Oklahoma, so far, has been really good to the travellers. They have a cozy little room, everything is a lot cheaper, and they were both immediately employed. The only hiccup in this plan comes in the form of something cute and fuzzy.



That would be Cash. Cash looks adorable, and he has a sweet nature. But, he also yaps. At everything.
Uh, what was that? A butterfly?
YAP, YAP, YAP, YAP!

Oh, Cash, that's only a tree moving in the breeze.
YAP, YAP, YAP, YAP, YAP!

Yapping is all right, unless it is recurrent (all the god damned time) and in the morning (every god damned morning).

Some say he is mischevious and curious. Others... the devil. Only time will tell.

In baby news, Rachel's tummy is becoming more rotund by the day, so much so, that she is having trouble fitting into booths, and needs assistance whilst reaching down for something.

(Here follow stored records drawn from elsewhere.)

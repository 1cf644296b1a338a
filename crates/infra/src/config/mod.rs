//! Configuration loading
//!
//! Builds a [`twikey_domain::TwikeyConfig`] from environment variables or
//! TOML/JSON files.

pub mod loader;

pub use loader::{discover_config_paths, load, load_from_env, load_from_file};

This, in turn, is a great discovery for Adam, for she is not as agile as she once was, thus making Adam's prank pulling all the more satisfying.

The ultrasound is in the midst of being scheduled, while Rachel battles it out with the state of Oklahoma and the Federal Government to show them that she can be on Sooner Care and still have Blue Cross Blue Shield.

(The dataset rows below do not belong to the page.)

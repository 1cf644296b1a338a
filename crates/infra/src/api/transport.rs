//! Authenticated request/response plumbing shared by every resource
//!
//! [`ApiTransport::call`] is the single path to the network for resource
//! calls. It makes sure the session holds a valid token, attaches the
//! standard headers, and routes flagged or unexpected responses into
//! [`TwikeyError`].

use std::sync::Arc;
use std::time::Duration;

use reqwest::header::{
    HeaderMap, HeaderName, HeaderValue, ACCEPT, AUTHORIZATION, CONTENT_TYPE, USER_AGENT,
};
use reqwest::Method;
use serde::de::DeserializeOwned;
use serde::Serialize;
use serde_json::Value;
use tracing::{debug, instrument, warn};
use twikey_core::auth::TokenSession;
use twikey_domain::constants::{codes, content_types};
use twikey_domain::utils::{to_form_pairs, FormPairs};
use twikey_domain::{Result, TwikeyError};

use super::errors::{api_error, unexpected_status};
use crate::errors::InfraError;
use crate::http::HttpClient;

/// Request payload.
#[derive(Debug, Clone, Default, PartialEq)]
pub enum RequestBody {
    #[default]
    Empty,
    /// `application/x-www-form-urlencoded`; keys may repeat.
    Form(FormPairs),
    Json(Value),
    /// Raw bytes such as an uploaded PDF or XML file.
    Bytes { content_type: String, data: Vec<u8> },
}

/// One call against the creditor API, relative to the base URL.
#[derive(Debug, Clone)]
pub struct ApiRequest {
    pub method: Method,
    pub path: String,
    pub query: Vec<(String, String)>,
    pub body: RequestBody,
    pub headers: Vec<(String, String)>,
    /// Overrides the client-wide timeout.
    pub timeout: Option<Duration>,
    /// Non-2xx statuses that are returned to the caller instead of failing.
    pub accepted: Vec<u16>,
    /// The only success status the caller accepts.
    pub expected: Option<u16>,
}

impl ApiRequest {
    pub fn new(method: Method, path: impl Into<String>) -> Self {
        Self {
            method,
            path: path.into(),
            query: Vec::new(),
            body: RequestBody::Empty,
            headers: Vec::new(),
            timeout: None,
            accepted: Vec::new(),
            expected: None,
        }
    }

    pub fn get(path: impl Into<String>) -> Self {
        Self::new(Method::GET, path)
    }

    pub fn post(path: impl Into<String>) -> Self {
        Self::new(Method::POST, path)
    }

    pub fn put(path: impl Into<String>) -> Self {
        Self::new(Method::PUT, path)
    }

    pub fn patch(path: impl Into<String>) -> Self {
        Self::new(Method::PATCH, path)
    }

    pub fn delete(path: impl Into<String>) -> Self {
        Self::new(Method::DELETE, path)
    }

    pub fn query(mut self, key: impl Into<String>, value: impl Into<String>) -> Self {
        self.query.push((key.into(), value.into()));
        self
    }

    pub fn query_pairs(mut self, pairs: impl IntoIterator<Item = (String, String)>) -> Self {
        self.query.extend(pairs);
        self
    }

    /// Flatten `params` into query pairs.
    ///
    /// # Errors
    /// Returns `TwikeyError::InvalidInput` for nested structures.
    pub fn query_from<T: Serialize + ?Sized>(self, params: &T) -> Result<Self> {
        Ok(self.query_pairs(to_form_pairs(params)?))
    }

    pub fn form(mut self, pairs: FormPairs) -> Self {
        self.body = RequestBody::Form(pairs);
        self
    }

    /// Serialize `body` as a form.
    ///
    /// # Errors
    /// Returns `TwikeyError::InvalidInput` for nested structures.
    pub fn form_from<T: Serialize + ?Sized>(self, body: &T) -> Result<Self> {
        Ok(self.form(to_form_pairs(body)?))
    }

    /// Serialize `body` as JSON.
    ///
    /// # Errors
    /// Returns `TwikeyError::InvalidInput` when serialization fails.
    pub fn json<T: Serialize + ?Sized>(mut self, body: &T) -> Result<Self> {
        let value = serde_json::to_value(body)
            .map_err(|e| TwikeyError::InvalidInput(format!("cannot serialize body: {e}")))?;
        self.body = RequestBody::Json(value);
        Ok(self)
    }

    pub fn bytes(mut self, content_type: impl Into<String>, data: Vec<u8>) -> Self {
        self.body = RequestBody::Bytes { content_type: content_type.into(), data };
        self
    }

    pub fn header(mut self, name: impl Into<String>, value: impl Into<String>) -> Self {
        self.headers.push((name.into(), value.into()));
        self
    }

    pub fn timeout(mut self, timeout: Duration) -> Self {
        self.timeout = Some(timeout);
        self
    }

    pub fn accept_status(mut self, status: u16) -> Self {
        self.accepted.push(status);
        self
    }

    pub fn expect_status(mut self, status: u16) -> Self {
        self.expected = Some(status);
        self
    }

    fn content_type(&self) -> &str {
        match &self.body {
            RequestBody::Json(_) => content_types::JSON,
            RequestBody::Bytes { content_type, .. } => content_type,
            RequestBody::Empty | RequestBody::Form(_) => content_types::FORM,
        }
    }
}

/// Raw response of a successful call.
#[derive(Debug, Clone)]
pub struct ApiResponse {
    pub status: u16,
    pub headers: HeaderMap,
    pub body: Vec<u8>,
}

impl ApiResponse {
    pub fn header(&self, name: &str) -> Option<&str> {
        self.headers.get(name).and_then(|value| value.to_str().ok())
    }

    pub fn is_empty(&self) -> bool {
        self.body.iter().all(u8::is_ascii_whitespace)
    }

    /// Decode the body as `T`.
    ///
    /// # Errors
    /// Returns `TwikeyError::InvalidResponse` for an empty or malformed body.
    pub fn json<T: DeserializeOwned>(&self, context: &str) -> Result<T> {
        if self.is_empty() {
            return Err(TwikeyError::invalid_response(context, "empty response body"));
        }
        serde_json::from_slice(&self.body).map_err(|err| InfraError::json(context, err))
    }

    /// Decode the body as a JSON value; an empty body is `Value::Null`.
    ///
    /// # Errors
    /// Returns `TwikeyError::InvalidResponse` for a malformed body.
    pub fn json_value(&self, context: &str) -> Result<Value> {
        if self.is_empty() {
            return Ok(Value::Null);
        }
        serde_json::from_slice(&self.body).map_err(|err| InfraError::json(context, err))
    }

    /// Decode the first element of the list stored under `field`.
    ///
    /// # Errors
    /// Returns `TwikeyError::InvalidResponse` when the body is not an object
    /// holding a list under `field`.
    pub fn first_of<T: DeserializeOwned>(&self, context: &str, field: &str) -> Result<Option<T>> {
        let mut items: Vec<T> = self.list(context, field)?;
        Ok(if items.is_empty() { None } else { Some(items.swap_remove(0)) })
    }

    /// Decode the list stored under `field`; a missing or null field is empty.
    ///
    /// # Errors
    /// Returns `TwikeyError::InvalidResponse` for a malformed body.
    pub fn list<T: DeserializeOwned>(&self, context: &str, field: &str) -> Result<Vec<T>> {
        match self.json_value(context)? {
            Value::Object(mut map) => match map.remove(field) {
                None | Some(Value::Null) => Ok(Vec::new()),
                Some(value) => {
                    serde_json::from_value(value).map_err(|err| InfraError::json(context, err))
                }
            },
            Value::Null => Ok(Vec::new()),
            other => Err(TwikeyError::invalid_response(
                context,
                format!("expected an object with '{field}', got {}", json_kind(&other)),
            )),
        }
    }

    /// Decode the list stored under `field`, which must be present.
    ///
    /// # Errors
    /// Returns `TwikeyError::InvalidResponse` for an empty body, a body that
    /// is not an object, or a missing or non-list `field`.
    pub fn list_required<T: DeserializeOwned>(&self, context: &str, field: &str) -> Result<Vec<T>> {
        let value = match self.json_value(context)? {
            Value::Object(mut map) => map.remove(field),
            other => {
                return Err(TwikeyError::invalid_response(
                    context,
                    format!("expected an object with '{field}', got {}", json_kind(&other)),
                ))
            }
        };
        match value {
            Some(list @ Value::Array(_)) => {
                serde_json::from_value(list).map_err(|err| InfraError::json(context, err))
            }
            Some(other) => Err(TwikeyError::invalid_response(
                context,
                format!("'{field}' must be a list, got {}", json_kind(&other)),
            )),
            None => Err(TwikeyError::invalid_response(context, format!("missing '{field}' list"))),
        }
    }
}

pub(crate) fn json_kind(value: &Value) -> &'static str {
    match value {
        Value::Null => "null",
        Value::Bool(_) => "a boolean",
        Value::Number(_) => "a number",
        Value::String(_) => "a string",
        Value::Array(_) => "an array",
        Value::Object(_) => "an object",
    }
}

/// Authenticated transport bound to one creditor base URL.
pub struct ApiTransport {
    http: HttpClient,
    session: Arc<TokenSession>,
    base_url: String,
    user_agent: String,
}

impl ApiTransport {
    pub fn new(
        http: HttpClient,
        session: Arc<TokenSession>,
        base_url: impl Into<String>,
        user_agent: impl Into<String>,
    ) -> Self {
        let base_url = base_url.into().trim_end_matches('/').to_string();
        Self { http, session, base_url, user_agent: user_agent.into() }
    }

    pub fn session(&self) -> &Arc<TokenSession> {
        &self.session
    }

    pub fn base_url(&self) -> &str {
        &self.base_url
    }

    /// Headers for an authenticated call with the given content type.
    ///
    /// Authenticates first when the session holds no valid token.
    ///
    /// # Errors
    /// Propagates the session's authentication failure.
    pub async fn headers(&self, content_type: &str) -> Result<HeaderMap> {
        let token = self.session.ensure_authenticated().await?;

        let mut headers = HeaderMap::new();
        headers.insert(CONTENT_TYPE, header_value(content_type)?);
        headers.insert(AUTHORIZATION, header_value(&token)?);
        headers.insert(ACCEPT, HeaderValue::from_static(content_types::JSON));
        headers.insert(USER_AGENT, header_value(&self.user_agent)?);
        Ok(headers)
    }

    /// Issue one call.
    ///
    /// # Errors
    /// - `TwikeyError::Api` when the response carries an error header
    /// - `TwikeyError::Transport` on network failure or an unexpected status
    /// - Authentication failures from the session
    #[instrument(skip(self, request), fields(method = %request.method, path = %request.path))]
    pub async fn call(&self, context: &str, request: ApiRequest) -> Result<ApiResponse> {
        let mut headers = self.headers(request.content_type()).await?;
        for (name, value) in &request.headers {
            let name = HeaderName::from_bytes(name.as_bytes()).map_err(|e| {
                TwikeyError::InvalidInput(format!("invalid header name '{name}': {e}"))
            })?;
            headers.insert(name, header_value(value)?);
        }

        let url = format!("{}{}", self.base_url, request.path);
        let mut builder = self.http.request(request.method.clone(), &url).headers(headers);
        if !request.query.is_empty() {
            builder = builder.query(&request.query);
        }
        if let Some(timeout) = request.timeout {
            builder = builder.timeout(timeout);
        }
        builder = match request.body {
            RequestBody::Empty => builder,
            RequestBody::Form(pairs) => builder.form(&pairs),
            RequestBody::Json(value) => builder.json(&value),
            RequestBody::Bytes { data, .. } => builder.body(data),
        };

        let response = self.http.send(context, builder).await?;
        let status = response.status().as_u16();
        let response_headers = response.headers().clone();
        let body = response.bytes().await.map_err(|err| InfraError::http(context, err))?.to_vec();

        if let Some(err) = api_error(context, &response_headers, &body) {
            if status == 401 || is_session_error(err.code()) {
                warn!(code = err.code(), "session rejected by server, dropping token");
                self.session.invalidate().await;
            }
            debug!(status, code = err.code(), "API error response");
            return Err(err);
        }

        if status == 401 {
            self.session.invalidate().await;
        }

        let accepted = match request.expected {
            Some(expected) => status == expected,
            None => (200..300).contains(&status) || request.accepted.contains(&status),
        };
        if !accepted {
            debug!(status, "unexpected response status");
            return Err(unexpected_status(context, status, &body));
        }

        debug!(status, bytes = body.len(), "API call completed");
        Ok(ApiResponse { status, headers: response_headers, body })
    }
}

fn is_session_error(code: &str) -> bool {
    matches!(code, codes::INVALID_TOKEN | codes::NO_LOGIN | codes::AUTHENTICATION)
}

fn header_value(value: &str) -> Result<HeaderValue> {
    HeaderValue::from_str(value)
        .map_err(|e| TwikeyError::InvalidInput(format!("invalid header value: {e}")))
}

/// Percent-encode a single path segment such as an id or IBAN.
pub fn segment(value: &str) -> String {
    urlencoding::encode(value).into_owned()
}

A tidbit of information for those thinking of having a baby:

1. Do not get married unitl after it is born.
2. Do not get insurance.

BUT, ADAM! THAT COMPLETELY GOES AGAINST EVERYTHING THAT IS CHRISTIAN AND PURE IN AMERICA? HOW CAN YOU GO AGAINST YEARS OF DOING WHAT IS EXPECTED OF YOU AND EVERYONE ELSE, AND NOT HAVE A BABY IN WEDLOCK ON INSURANCE? YOU'RE SUCH A CAD!

Answer:

Cost of having a baby if you're unwed without insurance: $0.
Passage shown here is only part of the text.